Eine Tragödie hat die Malediven erschüttert. Fünf italienische Touristen kamen bei einem Tauchgang im Vaavu-Atoll ums Leben. Die Gruppe an Bord der Duke of York verschwand, nachdem sie in der Nähe von Alimathaa abgetaucht war. Das italienische Außenministerium bestätigte, dass sie in 50 Metern Tiefe Höhlen erkundeten. Die Behörden untersuchen die Unfallursachen. 😢
Die Rettungstechnologie und die Grenzen der Unterwassererkundung 🤿
Die Erkundung von Höhlen in 50 Metern Tiefe erfordert spezielle Ausrüstung wie Rebreather und Sonar-Navigationssysteme. Allerdings sind die eingeschränkte Sicht und die Strömungen im Vaavu-Atoll Risikofaktoren. Die Rettungsteams setzen ferngesteuerte Fahrzeuge (ROV) und Sättigungstaucher ein, um Leichen in schwer zugänglichen Gebieten zu lokalisieren. Das Fehlen von Notfallbaken in den Anzügen könnte die Reaktion verzögert haben.

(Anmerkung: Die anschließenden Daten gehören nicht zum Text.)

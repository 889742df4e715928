//! Coordinate conversion module
//!
//! Provides conversions between geographic coordinates (latitude/longitude),
//! Web Mercator tile coordinates and quadkeys.

mod quadkey;
mod types;

pub use quadkey::{quadkey_to_tile, tile_to_quadkey, Quadkey};
pub use types::{
    CoordError, GeoBounds, GeoPoint, TileCoord, MAX_LAT, MAX_LON, MAX_ZOOM, MIN_LAT, MIN_LON,
    MIN_ZOOM,
};

use std::f64::consts::PI;

/// Nudge applied before flooring so values that land a hair under a tile
/// edge from float error still resolve to the tile on the far side.
const TILE_EPSILON: f64 = 1e-14;

/// Converts geographic coordinates to tile coordinates.
///
/// # Arguments
///
/// * `lat` - Latitude in degrees (-85.051129 to 85.051129)
/// * `lon` - Longitude in degrees (-180.0 to 180.0)
/// * `zoom` - Zoom level (1 to 23)
///
/// # Returns
///
/// A `Result` containing the tile coordinates or an error if inputs are invalid.
#[inline]
pub fn to_tile_coords(lat: f64, lon: f64, zoom: u8) -> Result<TileCoord, CoordError> {
    // Validate inputs
    if !(MIN_LAT..=MAX_LAT).contains(&lat) {
        return Err(CoordError::InvalidLatitude(lat));
    }
    if !(MIN_LON..=MAX_LON).contains(&lon) {
        return Err(CoordError::InvalidLongitude(lon));
    }
    if !(MIN_ZOOM..=MAX_ZOOM).contains(&zoom) {
        return Err(CoordError::InvalidZoom(zoom));
    }

    Ok(tile_containing(lat, lon, zoom))
}

/// Returns the tile containing a position, clamping to the edge tiles.
///
/// Positions beyond the Web Mercator limits or exactly on the eastern or
/// southern world edge fall into the outermost tile instead of failing.
pub(crate) fn tile_containing(lat: f64, lon: f64, zoom: u8) -> TileCoord {
    let n = 2.0_f64.powi(zoom as i32);
    let last = (1u32 << zoom) - 1;

    // Normalised Web Mercator x/y in [0, 1]
    let x = lon / 360.0 + 0.5;
    let sin_lat = lat.to_radians().sin();
    let y = 0.5 - 0.25 * ((1.0 + sin_lat) / (1.0 - sin_lat)).ln() / PI;

    let to_index = |v: f64| -> u32 {
        if v.is_nan() || v <= 0.0 {
            0
        } else if v >= 1.0 {
            last
        } else {
            (((v + TILE_EPSILON) * n).floor() as u32).min(last)
        }
    };

    TileCoord {
        row: to_index(y),
        col: to_index(x),
        zoom,
    }
}

/// Converts tile coordinates back to geographic coordinates.
///
/// Returns the latitude/longitude of the tile's northwest corner.
#[inline]
pub fn tile_to_lat_lon(tile: &TileCoord) -> (f64, f64) {
    let n = 2.0_f64.powi(tile.zoom as i32);

    // Convert tile X coordinate to longitude
    let lon = tile.col as f64 / n * 360.0 - 180.0;

    // Convert tile Y coordinate to latitude using inverse Web Mercator
    let y = tile.row as f64 / n;
    let lat_rad = (PI * (1.0 - 2.0 * y)).sinh().atan();
    let lat = lat_rad * 180.0 / PI;

    (lat, lon)
}

/// Geographic rectangle covered by a tile.
pub fn tile_bounds(tile: &TileCoord) -> GeoBounds {
    let (north, west) = tile_to_lat_lon(tile);
    let (south, east) = tile_to_lat_lon(&TileCoord {
        row: tile.row + 1,
        col: tile.col + 1,
        zoom: tile.zoom,
    });
    GeoBounds::new(west, south, east, north)
}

Die Duke of York: Ein Schiff, das dem Schicksal nicht trotzen konnte ⛵
Die Duke of York, die sich eher wie ein Londoner Pub als ein Luxusschiff anhört, hat den Ruf erlangt, der Schauplatz dieser Tragödie zu sein. Man würde erwarten, dass ein Schiff mit dem Namen eines Königs zumindest Alarm schlägt, wenn seine Passagiere nicht zurückkehren. Aber nein, der einzige Adelstitel war hier der der Unvorsichtigkeit, in Höhlen ohne Plan B einzutauchen. Gut, dass das italienische Außenministerium sich bereits darum kümmert.